Control is on Castro’s side, but he’ll be out of option years after this season, according to MLive. He’ll get the MLB minimum in 2022 before becoming arbitration-eligible in 2023 and will be under team control through his age-31 season. That type of cost-certainty and control (assuming nothing changes with the next CBA) is valuable to an organization that is trying to build a sustainable winner.

Referenced above, Castro also plays basically everywhere, and AJ Hinch does value guys that can move around for him.
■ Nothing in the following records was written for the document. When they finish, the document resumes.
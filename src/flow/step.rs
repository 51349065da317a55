//! Step descriptors and the ordered sequence that makes up a flow.

use std::collections::HashSet;

use serde::{Deserialize, Serialize};

use crate::error::FlowError;

use super::answer::{Answer, AnswerSet};

/// What a step asks of the user.
#[derive(Debug, Clone, Copy, PartialEq, Eq, Serialize, Deserialize)]
#[serde(rename_all = "snake_case")]
pub enum StepKind {
    Info,
    SingleChoice,
    DateInput,
    TextInput,
    /// Pseudo-step shown while the flow is submitting.
    Loading,
    /// Pseudo-step shown once the flow has completed.
    Results,
}

impl StepKind {
    /// Whether the step collects an answer.
    pub fn is_question(&self) -> bool {
        matches!(self, Self::SingleChoice | Self::DateInput | Self::TextInput)
    }

    /// Loading and Results live after the sequence and are never part of it.
    pub fn is_pseudo(&self) -> bool {
        matches!(self, Self::Loading | Self::Results)
    }
}

/// One selectable option of a single-choice step.
#[derive(Debug, Clone, PartialEq, Eq, Serialize, Deserialize)]
pub struct StepOption {
    pub label: String,
    pub value: String,
}

impl StepOption {
    pub fn new(label: impl Into<String>, value: impl Into<String>) -> Self {
        Self {
            label: label.into(),
            value: value.into(),
        }
    }
}

/// Immutable description of one page of a flow.
#[derive(Debug, Clone, PartialEq, Eq, Serialize, Deserialize)]
pub struct Step {
    pub id: String,
    pub kind: StepKind,
    pub title: String,
    pub body: String,
    #[serde(default, skip_serializing_if = "Vec::is_empty")]
    pub options: Vec<StepOption>,
    pub required: bool,
    /// Persistence key for this step's answer. Steps without one are never
    /// written out.
    #[serde(default, skip_serializing_if = "Option::is_none")]
    pub storage_key: Option<String>,
    /// Write the answer as soon as it is set instead of at completion.
    #[serde(default)]
    pub persist_immediately: bool,
    /// Ask for notification permission the first time the user advances
    /// past this step.
    #[serde(default)]
    pub requests_permission: bool,
}

impl Step {
    fn new(id: impl Into<String>, kind: StepKind, title: impl Into<String>) -> Self {
        Self {
            id: id.into(),
            kind,
            title: title.into(),
            body: String::new(),
            options: Vec::new(),
            required: false,
            storage_key: None,
            persist_immediately: false,
            requests_permission: false,
        }
    }

    pub fn info(id: impl Into<String>, title: impl Into<String>) -> Self {
        Self::new(id, StepKind::Info, title)
    }

    /// A required single-choice question.
    pub fn single_choice(
        id: impl Into<String>,
        title: impl Into<String>,
        options: Vec<StepOption>,
    ) -> Self {
        Self {
            options,
            required: true,
            ..Self::new(id, StepKind::SingleChoice, title)
        }
    }

    /// A required date question.
    pub fn date_input(id: impl Into<String>, title: impl Into<String>) -> Self {
        Self {
            required: true,
            ..Self::new(id, StepKind::DateInput, title)
        }
    }

    /// An optional free-text question.
    pub fn text_input(id: impl Into<String>, title: impl Into<String>) -> Self {
        Self::new(id, StepKind::TextInput, title)
    }

    /// Pseudo-step rendered while a flow is submitting.
    pub fn loading(title: impl Into<String>) -> Self {
        Self::new("loading", StepKind::Loading, title)
    }

    /// Pseudo-step rendered once a flow has completed.
    pub fn results(title: impl Into<String>) -> Self {
        Self::new("results", StepKind::Results, title)
    }

    pub fn with_body(mut self, body: impl Into<String>) -> Self {
        self.body = body.into();
        self
    }

    pub fn required(mut self, required: bool) -> Self {
        self.required = required;
        self
    }

    pub fn stored_as(mut self, key: impl Into<String>) -> Self {
        self.storage_key = Some(key.into());
        self
    }

    pub fn persist_immediately(mut self) -> Self {
        self.persist_immediately = true;
        self
    }

    pub fn requests_permission(mut self) -> Self {
        self.requests_permission = true;
        self
    }

    /// Look up an option by value.
    pub fn option(&self, value: &str) -> Option<&StepOption> {
        self.options.iter().find(|o| o.value == value)
    }

    /// Check that `answer` has the shape this step collects.
    pub fn accepts(&self, answer: &Answer) -> Result<(), FlowError> {
        let reject = |reason: String| FlowError::InvalidAnswer {
            step_id: self.id.clone(),
            reason,
        };
        match (self.kind, answer) {
            (StepKind::SingleChoice, Answer::Choice(value)) => {
                if self.option(value).is_some() {
                    Ok(())
                } else {
                    Err(reject(format!("{value:?} is not one of the options")))
                }
            }
            (StepKind::DateInput, Answer::Date(_)) | (StepKind::TextInput, Answer::Text(_)) => {
                Ok(())
            }
            (kind, _) if !kind.is_question() => {
                Err(reject("step does not take an answer".to_string()))
            }
            (kind, other) => Err(reject(format!("{kind:?} step cannot take {other:?}"))),
        }
    }
}

/// The ordered, validated list of content steps of a flow.
///
/// Pure configuration: build it once and share it behind an `Arc`.
#[derive(Debug, Clone, PartialEq, Eq, Serialize)]
pub struct StepSequence {
    steps: Vec<Step>,
}

impl StepSequence {
    /// Build a sequence, rejecting empty lists, duplicate ids, pseudo-steps,
    /// and choice steps without options.
    pub fn new(steps: Vec<Step>) -> Result<Self, FlowError> {
        if steps.is_empty() {
            return Err(FlowError::Definition("a flow needs at least one step".into()));
        }

        let mut seen = HashSet::new();
        for step in &steps {
            if !seen.insert(step.id.as_str()) {
                return Err(FlowError::Definition(format!("duplicate step id {}", step.id)));
            }
            if step.kind.is_pseudo() {
                return Err(FlowError::Definition(format!(
                    "step {} uses a pseudo-step kind",
                    step.id
                )));
            }
            if step.kind == StepKind::SingleChoice && step.options.is_empty() {
                return Err(FlowError::Definition(format!(
                    "choice step {} has no options",
                    step.id
                )));
            }
        }

        Ok(Self { steps })
    }

    /// Number of content steps (Loading and Results are not counted).
    pub fn step_count(&self) -> usize {
        self.steps.len()
    }

    pub fn last_index(&self) -> usize {
        self.steps.len() - 1
    }

    pub fn step_at(&self, index: usize) -> Result<&Step, FlowError> {
        self.steps.get(index).ok_or(FlowError::OutOfRange {
            index,
            count: self.steps.len(),
        })
    }

    /// Whether `answers` allow moving forward past step `index`.
    ///
    /// Required steps need a non-empty answer under their id. Optional steps
    /// always pass. An out-of-range index never passes.
    pub fn is_satisfied(&self, index: usize, answers: &AnswerSet) -> bool {
        match self.steps.get(index) {
            Some(step) if step.required => answers.has_value(&step.id),
            Some(_) => true,
            None => false,
        }
    }

    pub fn get(&self, step_id: &str) -> Option<&Step> {
        self.steps.iter().find(|s| s.id == step_id)
    }

    pub fn steps(&self) -> &[Step] {
        &self.steps
    }
}

#[cfg(test)]
mod tests {
    use super::*;
    use chrono::NaiveDate;

    fn sample() -> StepSequence {
        StepSequence::new(vec![
            Step::info("intro", "Welcome"),
            Step::text_input("name", "What should we call you?"),
            Step::single_choice(
                "recall",
                "How often do you remember dreams?",
                vec![StepOption::new("Never", "never"), StepOption::new("Often", "often")],
            ),
        ])
        .unwrap()
    }

    #[test]
    fn step_count_excludes_pseudo_steps() {
        assert_eq!(sample().step_count(), 3);
        assert_eq!(sample().last_index(), 2);
    }

    #[test]
    fn step_at_rejects_out_of_range() {
        let seq = sample();
        assert_eq!(seq.step_at(0).unwrap().id, "intro");
        let err = seq.step_at(3).unwrap_err();
        assert!(matches!(err, FlowError::OutOfRange { index: 3, count: 3 }));
    }

    #[test]
    fn is_satisfied_gates_required_steps_only() {
        let seq = sample();
        let mut answers = AnswerSet::new();

        assert!(seq.is_satisfied(0, &answers), "info steps never block");
        assert!(seq.is_satisfied(1, &answers), "optional text never blocks");
        assert!(!seq.is_satisfied(2, &answers));

        answers.insert("recall", Answer::choice(""));
        assert!(!seq.is_satisfied(2, &answers), "blank choice is not an answer");

        answers.insert("recall", Answer::choice("often"));
        assert!(seq.is_satisfied(2, &answers));
        assert!(!seq.is_satisfied(99, &answers));
    }

    #[test]
    fn new_rejects_bad_definitions() {
        assert!(StepSequence::new(vec![]).is_err());
        assert!(
            StepSequence::new(vec![Step::info("a", "A"), Step::info("a", "B")]).is_err()
        );
        assert!(StepSequence::new(vec![Step::single_choice("c", "C", vec![])]).is_err());
        assert!(StepSequence::new(vec![Step::loading("Loading")]).is_err());
    }

    #[test]
    fn builders_set_flags() {
        let step = Step::date_input("birth_date", "Birth date")
            .stored_as("profile.birth_date")
            .persist_immediately();
        assert!(step.required);
        assert!(step.persist_immediately);
        assert_eq!(step.storage_key.as_deref(), Some("profile.birth_date"));

        let info = Step::info("reminders", "Reminders").requests_permission();
        assert!(!info.required);
        assert!(info.requests_permission);
    }

    #[test]
    fn step_and_option_lookup() {
        let seq = sample();
        assert!(seq.get("nope").is_none());
        let recall = seq.get("recall").unwrap();
        assert_eq!(recall.option("often").unwrap().label, "Often");
        assert!(recall.option("sometimes").is_none());
    }

    #[test]
    fn accepts_checks_shape_and_options() {
        let seq = sample();
        let recall = seq.get("recall").unwrap();
        assert!(recall.accepts(&Answer::choice("often")).is_ok());
        assert!(matches!(
            recall.accepts(&Answer::choice("sometimes")),
            Err(FlowError::InvalidAnswer { .. })
        ));
        assert!(recall.accepts(&Answer::text("often")).is_err());

        let name = seq.get("name").unwrap();
        assert!(name.accepts(&Answer::text("")).is_ok());
        assert!(
            name.accepts(&Answer::Date(NaiveDate::from_ymd_opt(2000, 1, 1).unwrap()))
                .is_err()
        );

        let intro = seq.get("intro").unwrap();
        let err = intro.accepts(&Answer::text("hi")).unwrap_err();
        assert!(err.to_string().contains("does not take an answer"));
    }
}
As we discussed, though, that value decreases as there are more everyday guys on the roster who can move around as necessary.

The Case for the Detroit Tigers Moving On From Harold Castro

As referenced above, although Harold does rack up hits, he’s slugging just .348 and has eight home runs across his 689 career ABs. Those who cannot consistently hit for extra bases are more likely to have good fortune in terms of batting average and may be due for regression, backed up by his low barrel percentage (despite fairly average overall exit velocity metrics).

He also doesn’t walk much–a 3.8% clip across his career, according to Savant. While I do feel that hits are indeed more valuable than walks (runners can take extra bases on hits, etc), walking tends to be more sustainable and the on-base craze has put a premium on walks. His strikeout rate across his career is fine thanks to his innate bat-to-ball skills, but he absolutely has to walk more for his offensive profile to warrant any type of regular role.